Strain competition in biofilms. Shown are 15-h biofilms developed in a microfluidic BioFlux device as a result of competition between A026 and A018. A026 dominated in the biofilm competition of A018 versus A026 and A018 ΔR versus A026 regardless of the fluorophore (mCherry or GFP) used to tag either strain (A to D). However, A018 dominated when in competition with the null-R mutant of A026 (A026 ΔR) (E and F). (A) A026_mCherry versus A018_GFP. (B) A026_GFP versus A018_mCherry. (C) A026_GFP versus A018 ΔR_mCherry. (D) A026_mCherry versus A018 ΔR_GFP. (E) A026 ΔR_GFP versus A018_mCherry. (F) A026 ΔR_mCherry versus A018_GFP.

FIG 4

Fifteen-hour biofilms showing the distribution of two strains. (A and B) Biofilms of mixed cultures of A018 ΔR_GFP and A026 ΔR_mCherry. Panel A is a split image of the fluorescent green and red channels at ×10 magnification showing a wider distribution of the strains as they form microniches, while panel B shows a closer view of the same biofilms at ×63 magnification. Panel C shows a biofilm of wild-type strains A018_GFP and P013_mCherry, which both have the same subtypes of S- and R-pyocins.

FIG 5

Single static treatment of biofilms of A018 or A026 grown on polystyrene beads using R-pyocins of a competitor (A026 or A018, respectively). Hour 0 readings are the CFU/ml values of the 24-h biofilm grown on the beads. In one set of beads, growth was allowed to proceed unhindered (unbroken lines), while in the other set, three beads were harvested every hour, their biofilms were treated for 1 h using purified R-pyocins, and the CFU count was recorded after treatment (broken lines).

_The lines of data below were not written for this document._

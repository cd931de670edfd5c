//! Role-based access policy.
//!
//! Every route names the [`Operation`] it performs; the operation's [`Tier`]
//! decides which roles may run it. Decisions are pure and never touch storage.

use std::fmt;
use std::str::FromStr;

use serde::{Deserialize, Serialize};

use super::Claims;
use crate::error::AppError;

/// Canonical role set. Stored and serialized upper-case.
#[derive(Debug, Clone, Copy, PartialEq, Eq, Hash, Serialize, Deserialize, sqlx::Type)]
#[serde(rename_all = "UPPERCASE", try_from = "String")]
#[sqlx(rename_all = "UPPERCASE")]
pub enum Role {
    Student,
    Instructor,
    Admin,
}

impl Role {
    pub const ALL: [Role; 3] = [Role::Student, Role::Instructor, Role::Admin];

    pub fn as_str(&self) -> &'static str {
        match self {
            Role::Student => "STUDENT",
            Role::Instructor => "INSTRUCTOR",
            Role::Admin => "ADMIN",
        }
    }

    /// Roles a visitor may pick for themselves at registration.
    pub fn is_self_registrable(&self) -> bool {
        matches!(self, Role::Student | Role::Instructor)
    }

    pub fn is_staff(&self) -> bool {
        matches!(self, Role::Instructor | Role::Admin)
    }
}

impl FromStr for Role {
    type Err = AppError;

    /// Case-insensitive; also accepts the legacy Indonesian role names.
    fn from_str(s: &str) -> Result<Self, Self::Err> {
        match s.trim().to_uppercase().as_str() {
            "STUDENT" | "PESERTA" => Ok(Role::Student),
            "INSTRUCTOR" | "PENGAJAR" => Ok(Role::Instructor),
            "ADMIN" => Ok(Role::Admin),
            _ => Err(AppError::InvalidRole(s.to_string())),
        }
    }
}

impl TryFrom<String> for Role {
    type Error = AppError;

    fn try_from(value: String) -> Result<Self, Self::Error> {
        value.parse()
    }
}

impl fmt::Display for Role {
    fn fmt(&self, f: &mut fmt::Formatter<'_>) -> fmt::Result {
        f.write_str(self.as_str())
    }
}

/// Privilege tier an operation requires.
#[derive(Debug, Clone, Copy, PartialEq, Eq)]
pub enum Tier {
    /// Any authenticated caller.
    Public,
    /// INSTRUCTOR or ADMIN.
    Elevated,
    AdminOnly,
    /// The caller must be the record's own subject, and hold one of these roles.
    SelfOnly(&'static [Role]),
}

#[derive(Debug, Clone, Copy, PartialEq, Eq)]
pub enum Operation {
    ScheduleRead,
    ScheduleCreate,
    ScheduleUpdate,
    ScheduleDelete,
    AttendanceSubmit,
    AttendanceReadOwn,
    AttendanceReadAll,
    AttendanceDelete,
    MaterialRead,
    MaterialCreate,
    MaterialUpdate,
    MaterialDelete,
    UserRead,
    UserCreate,
    UserUpdate,
    UserDelete,
    UserReadSelf,
    UserReadProfile,
}

impl Operation {
    pub const fn tier(self) -> Tier {
        match self {
            Operation::ScheduleRead | Operation::MaterialRead | Operation::UserReadProfile => Tier::Public,
            Operation::ScheduleCreate
            | Operation::ScheduleUpdate
            | Operation::ScheduleDelete
            | Operation::AttendanceReadAll
            | Operation::AttendanceDelete => Tier::Elevated,
            // Instructors see a "new material" button in the dashboard, but
            // material authoring stays with administrators server-side.
            Operation::MaterialCreate
            | Operation::MaterialUpdate
            | Operation::MaterialDelete
            | Operation::UserRead
            | Operation::UserCreate
            | Operation::UserUpdate
            | Operation::UserDelete => Tier::AdminOnly,
            Operation::AttendanceSubmit => Tier::SelfOnly(&[Role::Student]),
            Operation::AttendanceReadOwn | Operation::UserReadSelf => Tier::SelfOnly(&Role::ALL),
        }
    }
}

/// Pure role check for `op`. Subject ownership is checked by [`authorize_subject`].
pub fn can_perform(role: Role, op: Operation) -> bool {
    match op.tier() {
        Tier::Public => true,
        Tier::Elevated => role.is_staff(),
        Tier::AdminOnly => role == Role::Admin,
        Tier::SelfOnly(roles) => roles.contains(&role),
    }
}

pub fn authorize(claims: &Claims, op: Operation) -> Result<(), AppError> {
    if can_perform(claims.role, op) {
        Ok(())
    } else {
        tracing::debug!(user_id = %claims.sub, role = %claims.role, ?op, "access denied");
        Err(AppError::Forbidden)
    }
}

/// Like [`authorize`], but also requires the caller to be `subject_id`.
pub fn authorize_subject(claims: &Claims, op: Operation, subject_id: &str) -> Result<(), AppError> {
    authorize(claims, op)?;
    if claims.sub == subject_id {
        Ok(())
    } else {
        Err(AppError::Forbidden)
    }
}

#[cfg(test)]
mod tests {
    use super::*;

    fn claims(role: Role) -> Claims {
        Claims {
            sub: "u-1".to_string(),
            email: "u@test.com".to_string(),
            role,
            name: None,
            iat: 0,
            exp: 0,
        }
    }

    #[test]
    fn test_policy_table() {
        use Operation::*;
        // (operation, student, instructor, admin)
        let table = [
            (ScheduleCreate, false, true, true),
            (ScheduleUpdate, false, true, true),
            (ScheduleDelete, false, true, true),
            (ScheduleRead, true, true, true),
            (AttendanceSubmit, true, false, false),
            (AttendanceReadOwn, true, true, true),
            (AttendanceReadAll, false, true, true),
            (AttendanceDelete, false, true, true),
            (MaterialCreate, false, false, true),
            (MaterialUpdate, false, false, true),
            (MaterialDelete, false, false, true),
            (MaterialRead, true, true, true),
            (UserRead, false, false, true),
            (UserCreate, false, false, true),
            (UserUpdate, false, false, true),
            (UserDelete, false, false, true),
            (UserReadSelf, true, true, true),
            (UserReadProfile, true, true, true),
        ];

        for (op, student, instructor, admin) in table {
            assert_eq!(can_perform(Role::Student, op), student, "student {:?}", op);
            assert_eq!(can_perform(Role::Instructor, op), instructor, "instructor {:?}", op);
            assert_eq!(can_perform(Role::Admin, op), admin, "admin {:?}", op);
        }
    }

    #[test]
    fn test_authorize_returns_forbidden() {
        let err = authorize(&claims(Role::Student), Operation::ScheduleCreate).unwrap_err();
        assert!(matches!(err, AppError::Forbidden));
        assert!(authorize(&claims(Role::Instructor), Operation::ScheduleCreate).is_ok());
    }

    #[test]
    fn test_authorize_subject() {
        let c = claims(Role::Student);
        assert!(authorize_subject(&c, Operation::UserReadSelf, "u-1").is_ok());
        assert!(matches!(
            authorize_subject(&c, Operation::UserReadSelf, "u-2"),
            Err(AppError::Forbidden)
        ));
    }

    #[test]
    fn test_role_parsing_normalizes_case_and_legacy_names() {
        assert_eq!("student".parse::<Role>().unwrap(), Role::Student);
        assert_eq!("PESERTA".parse::<Role>().unwrap(), Role::Student);
        assert_eq!("pengajar".parse::<Role>().unwrap(), Role::Instructor);
        assert_eq!(" Admin ".parse::<Role>().unwrap(), Role::Admin);
        assert!(matches!("root".parse::<Role>(), Err(AppError::InvalidRole(_))));
    }

    #[test]
    fn test_role_serde() {
        assert_eq!(serde_json::to_string(&Role::Instructor).unwrap(), "\"INSTRUCTOR\"");
        let role: Role = serde_json::from_str("\"admin\"").unwrap();
        assert_eq!(role, Role::Admin);
        assert!(serde_json::from_str::<Role>("\"janitor\"").is_err());
    }
}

Beads in panel A were treated with R-pyocins from the wild type of competitor, while the ones in panel B were treated with cell extracts from R-pyocin mutants. *, P < 0.05.

FIG 6

Antibiofilm efficacy of R-pyocins. A 15-h biofilm of A018 was treated with R-pyocins extracted from A026 (A) and A026 ΔR (B). A significant portion of the biomass was killed after 2 h and full-depth lethal effects on the biomass was achieved after 4 h. This effect was absent in the control experiment, which utilized the R-pyocins of A026 ΔR.